→ Problem details
Here is a block of records. Copy every one of them exactly.

→ Provided records
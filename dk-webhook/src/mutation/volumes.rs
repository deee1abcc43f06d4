use dk_core::prelude::*;
use k8s_openapi::apimachinery::pkg::api::resource::Quantity;

use super::request::Capabilities;

pub const INPUT_VOLUME_NAME: &str = "dynatrace-input";
pub const INPUT_MOUNT_PATH: &str = "/mnt/input";
pub const CONFIG_VOLUME_NAME: &str = "dynatrace-config";
pub const INIT_CONFIG_MOUNT_PATH: &str = "/mnt/config";
pub const CONFIG_MOUNT_PATH: &str = "/var/lib/dynatrace";

pub const ONEAGENT_SUBDIR: &str = "oneagent";
pub const ENRICHMENT_SUBDIR: &str = "enrichment";
pub const ENRICHMENT_FILES: [&str; 3] = ["dt_metadata.json", "dt_metadata.properties", "endpoint"];

fn secret_projection(name: &str, optional: bool) -> corev1::VolumeProjection {
    corev1::VolumeProjection {
        secret: Some(corev1::SecretProjection {
            name: name.into(),
            optional: Some(optional),
            ..Default::default()
        }),
        ..Default::default()
    }
}

// The replicated bootstrapper secrets, as one read-only tree for the init container
pub fn input_volume() -> corev1::Volume {
    corev1::Volume {
        name: INPUT_VOLUME_NAME.into(),
        projected: Some(corev1::ProjectedVolumeSource {
            sources: Some(vec![
                secret_projection(BOOTSTRAPPER_CONFIG_SECRET_NAME, false),
                secret_projection(BOOTSTRAPPER_CERTS_SECRET_NAME, true),
            ]),
            ..Default::default()
        }),
        ..Default::default()
    }
}

pub fn config_volume(pod: &corev1::Pod) -> corev1::Volume {
    let size_limit = pod
        .annotation(CONFIG_VOLUME_SIZE_ANNOTATION_KEY)
        .filter(|s| !s.is_empty())
        .map(|s| Quantity(s.into()));

    corev1::Volume {
        name: CONFIG_VOLUME_NAME.into(),
        empty_dir: Some(corev1::EmptyDirVolumeSource { size_limit, ..Default::default() }),
        ..Default::default()
    }
}

pub fn add_pod_volumes(pod: &mut corev1::Pod) -> EmptyResult {
    let config = config_volume(pod);
    let volumes = pod.spec_mut()?.volumes.get_or_insert_default();
    for vol in [input_volume(), config] {
        if !volumes.iter().any(|v| v.name == vol.name) {
            volumes.push(vol);
        }
    }
    Ok(())
}

pub fn init_volume_mounts() -> Vec<corev1::VolumeMount> {
    vec![
        corev1::VolumeMount {
            name: INPUT_VOLUME_NAME.into(),
            mount_path: INPUT_MOUNT_PATH.into(),
            read_only: Some(true),
            ..Default::default()
        },
        corev1::VolumeMount {
            name: CONFIG_VOLUME_NAME.into(),
            mount_path: INIT_CONFIG_MOUNT_PATH.into(),
            ..Default::default()
        },
    ]
}

fn config_mount(mount_path: String, sub_path: String) -> corev1::VolumeMount {
    corev1::VolumeMount {
        name: CONFIG_VOLUME_NAME.into(),
        mount_path,
        sub_path: Some(sub_path),
        ..Default::default()
    }
}

// Without split mounts every container gets its whole config directory at one path, whatever
// capabilities are enabled
pub fn config_mounts(container_name: &str, split_mounts: bool, caps: Capabilities) -> Vec<corev1::VolumeMount> {
    if !split_mounts {
        return vec![config_mount(CONFIG_MOUNT_PATH.into(), container_name.into())];
    }

    let mut mounts = vec![];
    if caps.oneagent {
        mounts.push(config_mount(
            format!("{CONFIG_MOUNT_PATH}/{ONEAGENT_SUBDIR}"),
            format!("{container_name}/{ONEAGENT_SUBDIR}"),
        ));
    }
    if caps.enrichment {
        for file in ENRICHMENT_FILES {
            mounts.push(config_mount(
                format!("{CONFIG_MOUNT_PATH}/{ENRICHMENT_SUBDIR}/{file}"),
                format!("{container_name}/{ENRICHMENT_SUBDIR}/{file}"),
            ));
        }
    }
    mounts
}

pub fn has_config_mounts(container: &corev1::Container, split_mounts: bool, caps: Capabilities) -> bool {
    config_mounts(&container.name, split_mounts, caps)
        .iter()
        .all(|m| container.has_volume_mount(&m.name, &m.mount_path))
}

pub fn add_config_mounts(container: &mut corev1::Container, split_mounts: bool, caps: Capabilities) -> bool {
    let mut changed = false;
    for mount in config_mounts(&container.name, split_mounts, caps) {
        changed |= container.add_volume_mount(mount);
    }
    changed
}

→ Written solution
filename dk-webhook/src/mutation/volumes.rs
repository deee1abcc43f06d4
use dk_core::prelude::*;
use k8s_openapi::apimachinery::pkg::api::resource::Quantity;

use super::request::Capabilities;

pub const INPUT_VOLUME_NAME: &str = "dynatrace-input";
pub const INPUT_MOUNT_PATH: &str = "/mnt/input";
pub const CONFIG_VOLUME_NAME: &str = "dynatrace-config";
pub const INIT_CONFIG_MOUNT_PATH: &str = "/mnt/config";
pub const CONFIG_MOUNT_PATH: &str = "/var/lib/dynatrace";

pub const ONEAGENT_SUBDIR: &str = "oneagent";
pub const ENRICHMENT_SUBDIR: &str = "enrichment";
pub const ENRICHMENT_FILES: [&str; 3] = ["dt_metadata.json", "dt_metadata.properties", "endpoint"];

fn secret_projection(name: &str, optional: bool) -> corev1::VolumeProjection {
    corev1::VolumeProjection {
        secret: Some(corev1::SecretProjection {
            name: name.into(),
            optional: Some(optional),
            ..Default::default()
        }),
        ..Default::default()
    }
}

// The replicated bootstrapper secrets, as one read-only tree for the init container
pub fn input_volume() -> corev1::Volume {
    corev1::Volume {
        name: INPUT_VOLUME_NAME.into(),
        projected: Some(corev1::ProjectedVolumeSource {
            sources: Some(vec![
                secret_projection(BOOTSTRAPPER_CONFIG_SECRET_NAME, false),
                secret_projection(BOOTSTRAPPER_CERTS_SECRET_NAME, true),
            ]),
            ..Default::default()
        }),
        ..Default::default()
    }
}

pub fn config_volume(pod: &corev1::Pod) -> corev1::Volume {
    let size_limit = pod
        .annotation(CONFIG_VOLUME_SIZE_ANNOTATION_KEY)
        .filter(|s| !s.is_empty())
        .map(|s| Quantity(s.into()));

    corev1::Volume {
        name: CONFIG_VOLUME_NAME.into(),
        empty_dir: Some(corev1::EmptyDirVolumeSource { size_limit, ..Default::default() }),
        ..Default::default()
    }
}

pub fn add_pod_volumes(pod: &mut corev1::Pod) -> EmptyResult {
    let config = config_volume(pod);
    let volumes = pod.spec_mut()?.volumes.get_or_insert_default();
    for vol in [input_volume(), config] {
        if !volumes.iter().any(|v| v.name == vol.name) {
            volumes.push(vol);
        }
    }
    Ok(())
}

pub fn init_volume_mounts() -> Vec<corev1::VolumeMount> {
    vec![
        corev1::VolumeMount {
            name: INPUT_VOLUME_NAME.into(),
            mount_path: INPUT_MOUNT_PATH.into(),
            read_only: Some(true),
            ..Default::default()
        },
        corev1::VolumeMount {
            name: CONFIG_VOLUME_NAME.into(),
            mount_path: INIT_CONFIG_MOUNT_PATH.into(),
            ..Default::default()
        },
    ]
}

fn config_mount(mount_path: String, sub_path: String) -> corev1::VolumeMount {
    corev1::VolumeMount {
        name: CONFIG_VOLUME_NAME.into(),
        mount_path,
        sub_path: Some(sub_path),
        ..Default::default()
    }
}

// Without split mounts every container gets its whole config directory at one path, whatever
// capabilities are enabled
pub fn config_mounts(container_name: &str, split_mounts: bool, caps: Capabilities) -> Vec<corev1::VolumeMount> {
    if !split_mounts {
        return vec![config_mount(CONFIG_MOUNT_PATH.into(), container_name.into())];
    }

    let mut mounts = vec![];
    if caps.oneagent {
        mounts.push(config_mount(
            format!("{CONFIG_MOUNT_PATH}/{ONEAGENT_SUBDIR}"),
            format!("{container_name}/{ONEAGENT_SUBDIR}"),
        ));
    }
    if caps.enrichment {
        for file in ENRICHMENT_FILES {
            mounts.push(config_mount(
                format!("{CONFIG_MOUNT_PATH}/{ENRICHMENT_SUBDIR}/{file}"),
                format!("{container_name}/{ENRICHMENT_SUBDIR}/{file}"),
            ));
        }
    }
    mounts
}

pub fn has_config_mounts(container: &corev1::Container, split_mounts: bool, caps: Capabilities) -> bool {
    config_mounts(&container.name, split_mounts, caps)
        .iter()
        .all(|m| container.has_volume_mount(&m.name, &m.mount_path))
}

pub fn add_config_mounts(container: &mut corev1::Container, split_mounts: bool, caps: Capabilities) -> bool {
    let mut changed = false;
    for mount in config_mounts(&container.name, split_mounts, caps) {
        changed |= container.add_volume_mount(mount);
    }
    changed
}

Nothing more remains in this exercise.